WHAT TO DO ->
Write out all of the data without omission, exactly as shown.

SOURCE RECORDS ->
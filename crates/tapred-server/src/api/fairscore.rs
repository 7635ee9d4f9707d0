//! Direct FairScore proxy, for callers that hold a wallet address.

use axum::extract::{Query, State};
use axum::{Extension, Json};
use serde::{Deserialize, Serialize};

use crate::middleware::RequestId;

use super::{map_fairscale_error, ApiError, ApiResponse, AppState, ResponseMeta};

#[derive(Debug, Deserialize)]
pub(in crate::api) struct FairScoreQuery {
    wallet: Option<String>,
}

#[derive(Debug, Serialize)]
pub(in crate::api) struct FairScoreItem {
    /// The upstream score verbatim; `null` for never-scored wallets.
    pub fair_score: Option<i64>,
}

pub(in crate::api) async fn get_fairscore(
    State(state): State<AppState>,
    Extension(req_id): Extension<RequestId>,
    Query(query): Query<FairScoreQuery>,
) -> Result<Json<ApiResponse<FairScoreItem>>, ApiError> {
    let Some(wallet) = query.wallet else {
        return Err(ApiError::new(
            req_id.0,
            "bad_request",
            "wallet parameter is required",
        ));
    };

    let fair_score = state
        .fairscale
        .get_fair_score(&wallet)
        .await
        .map_err(|e| map_fairscale_error(req_id.0.clone(), &e))?;

    Ok(Json(ApiResponse {
        data: FairScoreItem { fair_score },
        meta: ResponseMeta::new(req_id.0),
    }))
}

SOLVED EXERCISE ->
filename crates/tapred-server/src/api/fairscore.rs
repository 7635ee9d4f9707d0
//! Direct FairScore proxy, for callers that hold a wallet address.

use axum::extract::{Query, State};
use axum::{Extension, Json};
use serde::{Deserialize, Serialize};

use crate::middleware::RequestId;

use super::{map_fairscale_error, ApiError, ApiResponse, AppState, ResponseMeta};

#[derive(Debug, Deserialize)]
pub(in crate::api) struct FairScoreQuery {
    wallet: Option<String>,
}

#[derive(Debug, Serialize)]
pub(in crate::api) struct FairScoreItem {
    /// The upstream score verbatim; `null` for never-scored wallets.
    pub fair_score: Option<i64>,
}

pub(in crate::api) async fn get_fairscore(
    State(state): State<AppState>,
    Extension(req_id): Extension<RequestId>,
    Query(query): Query<FairScoreQuery>,
) -> Result<Json<ApiResponse<FairScoreItem>>, ApiError> {
    let Some(wallet) = query.wallet else {
        return Err(ApiError::new(
            req_id.0,
            "bad_request",
            "wallet parameter is required",
        ));
    };

    let fair_score = state
        .fairscale
        .get_fair_score(&wallet)
        .await
        .map_err(|e| map_fairscale_error(req_id.0.clone(), &e))?;

    Ok(Json(ApiResponse {
        data: FairScoreItem { fair_score },
        meta: ResponseMeta::new(req_id.0),
    }))
}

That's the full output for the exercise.